Which lines hold the string "levels"? Copy each of them from the material below.
----- Data to use -----
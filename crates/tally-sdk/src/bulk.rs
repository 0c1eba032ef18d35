//! Linear scans over every stored entity of a kind: leaderboards, queries and
//! mass updates. Each entity is read through the regular locked path, so a
//! scan never observes a half-applied write, but the scan as a whole is not a
//! snapshot.

use std::cmp::Ordering;

use serde::Serialize;
use tracing::{debug, warn};

use tally_core::DataResult;
use tally_types::{FieldValue, LinkKey, LinkedField, OwnerField, OwnerId};

use crate::api::DataApi;

/// One ranked row of a leaderboard. Ranks start at 1.
#[derive(Clone, Debug, PartialEq, Serialize)]
pub struct LeaderboardEntry<I, T> {
    pub id: I,
    pub value: T,
    pub rank: usize,
}

/// A 1-based page of results.
#[derive(Clone, Debug, PartialEq, Serialize)]
pub struct Page<T> {
    pub content: Vec<T>,
    pub page: usize,
    pub total_pages: usize,
    pub total_elements: usize,
}

impl<T> Page<T> {
    pub fn has_next(&self) -> bool {
        self.page < self.total_pages
    }
}

fn ranked<I, T>(entries: impl IntoIterator<Item = (I, T)>, offset: usize) -> Vec<LeaderboardEntry<I, T>> {
    entries
        .into_iter()
        .enumerate()
        .map(|(i, (id, value))| LeaderboardEntry {
            id,
            value,
            rank: offset + i + 1,
        })
        .collect()
}

impl DataApi {
    fn owner_ids(&self) -> DataResult<Vec<OwnerId>> {
        let bucket = &self.engine().layout().owner_bucket;
        let mut ids: Vec<OwnerId> = self
            .storage()
            .list_ids(bucket)?
            .into_iter()
            .filter_map(|id| match id.parse() {
                Ok(owner) => Some(owner),
                Err(err) => {
                    warn!(bucket = %bucket, id = %id, error = %err, "skipping record with unparsable owner id");
                    None
                }
            })
            .collect();
        ids.sort_unstable();
        Ok(ids)
    }

    fn owner_values<T: FieldValue>(&self, field: &OwnerField<T>) -> DataResult<Vec<(OwnerId, T)>> {
        self.owner_ids()?
            .into_iter()
            .map(|owner| Ok((owner, self.get(owner, field)?)))
            .collect()
    }

    fn shared_values<K: LinkKey, T: FieldValue>(
        &self,
        field: &LinkedField<K, T>,
    ) -> DataResult<Vec<(K, T)>> {
        let link = field.link_type();
        let bucket = self.engine().layout().shared_bucket(link.name());
        let mut ids = self.storage().list_ids(&bucket)?;
        ids.sort_unstable();
        let mut values = Vec::with_capacity(ids.len());
        for id in ids {
            let Some(key) = link.parse_id(&id) else {
                warn!(bucket = %bucket, id = %id, "skipping record with unparsable shared key");
                continue;
            };
            let value = self.get_direct(&key, field)?;
            values.push((key, value));
        }
        Ok(values)
    }

    /// The first `limit` owners ordered by `cmp`. Ties keep owner id order.
    pub fn top<T: FieldValue>(
        &self,
        field: &OwnerField<T>,
        limit: usize,
        mut cmp: impl FnMut(&T, &T) -> Ordering,
    ) -> DataResult<Vec<LeaderboardEntry<OwnerId, T>>> {
        let mut values = self.owner_values(field)?;
        values.sort_by(|a, b| cmp(&a.1, &b.1));
        values.truncate(limit);
        Ok(ranked(values, 0))
    }

    /// The `limit` highest values of `field`.
    pub fn top_desc<T: FieldValue + Ord>(
        &self,
        field: &OwnerField<T>,
        limit: usize,
    ) -> DataResult<Vec<LeaderboardEntry<OwnerId, T>>> {
        self.top(field, limit, |a, b| b.cmp(a))
    }

    /// One page of the descending leaderboard. `page` and `page_size` are
    /// clamped to at least 1; a page past the end is empty.
    pub fn top_paged<T: FieldValue + Ord>(
        &self,
        field: &OwnerField<T>,
        page: usize,
        page_size: usize,
    ) -> DataResult<Page<LeaderboardEntry<OwnerId, T>>> {
        let page = page.max(1);
        let page_size = page_size.max(1);
        let mut values = self.owner_values(field)?;
        values.sort_by(|a, b| b.1.cmp(&a.1));

        let total_elements = values.len();
        let offset = (page - 1).saturating_mul(page_size);
        let content = ranked(values.into_iter().skip(offset).take(page_size), offset);
        Ok(Page {
            content,
            page,
            total_pages: total_elements.div_ceil(page_size),
            total_elements,
        })
    }

    /// Owners whose value of `field` satisfies `filter`.
    pub fn query<T: FieldValue>(
        &self,
        field: &OwnerField<T>,
        mut filter: impl FnMut(&T) -> bool,
    ) -> DataResult<Vec<OwnerId>> {
        Ok(self
            .owner_values(field)?
            .into_iter()
            .filter(|(_, value)| filter(value))
            .map(|(owner, _)| owner)
            .collect())
    }

    pub fn count<T: FieldValue>(
        &self,
        field: &OwnerField<T>,
        mut filter: impl FnMut(&T) -> bool,
    ) -> DataResult<usize> {
        Ok(self
            .owner_values(field)?
            .iter()
            .filter(|(_, value)| filter(value))
            .count())
    }

    /// Apply `f` to `field` of every stored owner. Returns how many owners
    /// were written, including those whose value came out unchanged.
    pub fn update_all<T: FieldValue>(
        &self,
        field: &OwnerField<T>,
        f: impl FnMut(T) -> T,
    ) -> DataResult<usize> {
        self.update_where(field, |_| true, f)
    }

    /// Apply `f` to owners whose current value satisfies `filter`. The check
    /// and the write happen under the owner's lock. Stops at the first
    /// failure; owners already updated stay updated.
    pub fn update_where<T: FieldValue>(
        &self,
        field: &OwnerField<T>,
        mut filter: impl FnMut(&T) -> bool,
        mut f: impl FnMut(T) -> T,
    ) -> DataResult<usize> {
        let mut updated = 0;
        for owner in self.owner_ids()? {
            if self
                .engine()
                .update_if(owner, field, |v| filter(v), |v| f(v))?
                .is_some()
            {
                updated += 1;
            }
        }
        debug!(field = field.full_key(), updated, "bulk update finished");
        Ok(updated)
    }

    /// The `limit` shared entities with the highest value of `field`.
    pub fn top_linked<K: LinkKey, T: FieldValue + Ord>(
        &self,
        field: &LinkedField<K, T>,
        limit: usize,
    ) -> DataResult<Vec<LeaderboardEntry<K, T>>> {
        let mut values = self.shared_values(field)?;
        values.sort_by(|a, b| b.1.cmp(&a.1));
        values.truncate(limit);
        Ok(ranked(values, 0))
    }

    /// Keys of shared entities whose value of `field` satisfies `filter`.
    pub fn query_linked<K: LinkKey, T: FieldValue>(
        &self,
        field: &LinkedField<K, T>,
        mut filter: impl FnMut(&T) -> bool,
    ) -> DataResult<Vec<K>> {
        Ok(self
            .shared_values(field)?
            .into_iter()
            .filter(|(_, value)| filter(value))
            .map(|(key, _)| key)
            .collect())
    }
}

#[cfg(test)]
mod tests {
    use super::*;
    use std::sync::Arc;
    use tally_core::DataError;
    use tally_store::{DataStorage, InMemoryStorage};
    use tally_types::{field, validators, LinkType};

    fn api() -> DataApi {
        DataApi::builder(Arc::new(InMemoryStorage::new()))
            .without_sweeper()
            .build()
            .unwrap()
    }

    fn level() -> OwnerField<u32> {
        field("progress", "level", 1u32).owner()
    }

    fn seeded(levels: &[u32]) -> (DataApi, Vec<OwnerId>) {
        let api = api();
        let level = level();
        let owners = levels
            .iter()
            .map(|&l| {
                let owner = OwnerId::new();
                api.set(owner, &level, l).unwrap();
                owner
            })
            .collect();
        (api, owners)
    }

    // ---- leaderboards ----

    #[test]
    fn ranks_are_contiguous_and_capped() {
        let (api, owners) = seeded(&[5, 40, 12, 40, 3]);
        let top = api.top_desc(&level(), 3).unwrap();
        assert_eq!(top.iter().map(|e| e.rank).collect::<Vec<_>>(), vec![1, 2, 3]);
        assert_eq!(top.iter().map(|e| e.value).collect::<Vec<_>>(), vec![40, 40, 12]);
        assert_eq!(top[2].id, owners[2]);

        let all = api.top_desc(&level(), 100).unwrap();
        assert_eq!(all.len(), 5);
        assert_eq!(all.last().unwrap().rank, 5);
    }

    #[test]
    fn custom_order_ascending() {
        let (api, owners) = seeded(&[5, 40, 3]);
        let bottom = api.top(&level(), 1, |a, b| a.cmp(b)).unwrap();
        assert_eq!(
            bottom,
            vec![LeaderboardEntry { id: owners[2], value: 3, rank: 1 }]
        );
    }

    #[test]
    fn empty_population() {
        let api = api();
        assert!(api.top_desc(&level(), 10).unwrap().is_empty());
        let page = api.top_paged(&level(), 1, 10).unwrap();
        assert_eq!(page.total_pages, 0);
        assert_eq!(page.total_elements, 0);
        assert!(!page.has_next());
    }

    #[test]
    fn pages_continue_ranks() {
        let (api, _) = seeded(&[1, 2, 3, 4, 5, 6, 7]);
        let second = api.top_paged(&level(), 2, 3).unwrap();
        assert_eq!(second.page, 2);
        assert_eq!(second.total_pages, 3);
        assert_eq!(second.total_elements, 7);
        assert!(second.has_next());
        assert_eq!(second.content.iter().map(|e| e.rank).collect::<Vec<_>>(), vec![4, 5, 6]);
        assert_eq!(second.content.iter().map(|e| e.value).collect::<Vec<_>>(), vec![4, 3, 2]);

        let last = api.top_paged(&level(), 3, 3).unwrap();
        assert_eq!(last.content.len(), 1);
        assert!(api.top_paged(&level(), 9, 3).unwrap().content.is_empty());
        assert_eq!(api.top_paged(&level(), 0, 0).unwrap().page, 1);
    }

    #[test]
    fn unparsable_ids_are_skipped() {
        let (api, _) = seeded(&[9]);
        api.storage().save("players", "not-a-uuid", b"{}").unwrap();
        assert_eq!(api.top_desc(&level(), 10).unwrap().len(), 1);
    }

    // ---- queries ----

    #[test]
    fn query_and_count_filter_values() {
        let (api, owners) = seeded(&[10, 25, 30]);
        let mut found = api.query(&level(), |&l| l >= 25).unwrap();
        found.sort();
        let mut expected = vec![owners[1], owners[2]];
        expected.sort();
        assert_eq!(found, expected);
        assert_eq!(api.count(&level(), |&l| l < 25).unwrap(), 1);
    }

    #[test]
    fn unset_field_reads_default_in_scan() {
        let (api, _) = seeded(&[7, 8]);
        let title = field("profile", "title", String::new()).owner();
        assert_eq!(api.count(&title, String::is_empty).unwrap(), 2);
    }

    // ---- updates ----

    #[test]
    fn update_where_touches_matching_owners() {
        let (api, owners) = seeded(&[10, 50, 60]);
        let changed = api.update_where(&level(), |&l| l >= 50, |l| l + 1).unwrap();
        assert_eq!(changed, 2);
        assert_eq!(api.get(owners[0], &level()).unwrap(), 10);
        assert_eq!(api.get(owners[1], &level()).unwrap(), 51);
        assert_eq!(api.get(owners[2], &level()).unwrap(), 61);

        assert_eq!(api.update_all(&level(), |_| 1).unwrap(), 3);
        assert_eq!(api.count(&level(), |&l| l == 1).unwrap(), 3);
    }

    #[test]
    fn update_all_counts_owners_written_not_values_changed() {
        let (api, _) = seeded(&[1, 1, 2]);
        assert_eq!(api.update_all(&level(), |_| 1).unwrap(), 3);
        assert_eq!(api.count(&level(), |&l| l == 1).unwrap(), 3);
    }

    #[test]
    fn update_where_stops_on_validation_failure() {
        let api = api();
        let coins = field("economy", "coins", 0i64)
            .validator(validators::non_negative())
            .owner();
        let owner = OwnerId::new();
        api.set(owner, &coins, 5).unwrap();
        let err = api.update_all(&coins, |c| c - 10).unwrap_err();
        assert!(matches!(err, DataError::Validation(_)));
        assert_eq!(api.get(owner, &coins).unwrap(), 5);
    }

    // ---- shared entities ----

    #[test]
    fn linked_leaderboard_and_query() {
        let api = api();
        let guild = LinkType::<String>::serde("guild");
        let xp = field("guild", "xp", 0u64).linked(&guild);
        api.set_direct(&"red".to_string(), &xp, 300).unwrap();
        api.set_direct(&"blue".to_string(), &xp, 900).unwrap();
        api.set_direct(&"green".to_string(), &xp, 100).unwrap();

        let top = api.top_linked(&xp, 2).unwrap();
        assert_eq!(
            top,
            vec![
                LeaderboardEntry { id: "blue".to_string(), value: 900, rank: 1 },
                LeaderboardEntry { id: "red".to_string(), value: 300, rank: 2 },
            ]
        );

        let mut small = api.query_linked(&xp, |&v| v < 500).unwrap();
        small.sort();
        assert_eq!(small, vec!["green".to_string(), "red".to_string()]);
    }
}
-----
§ Task result:
    fn seeded(levels: &[u32]) -> (DataApi, Vec<OwnerId>) {
        let owners = levels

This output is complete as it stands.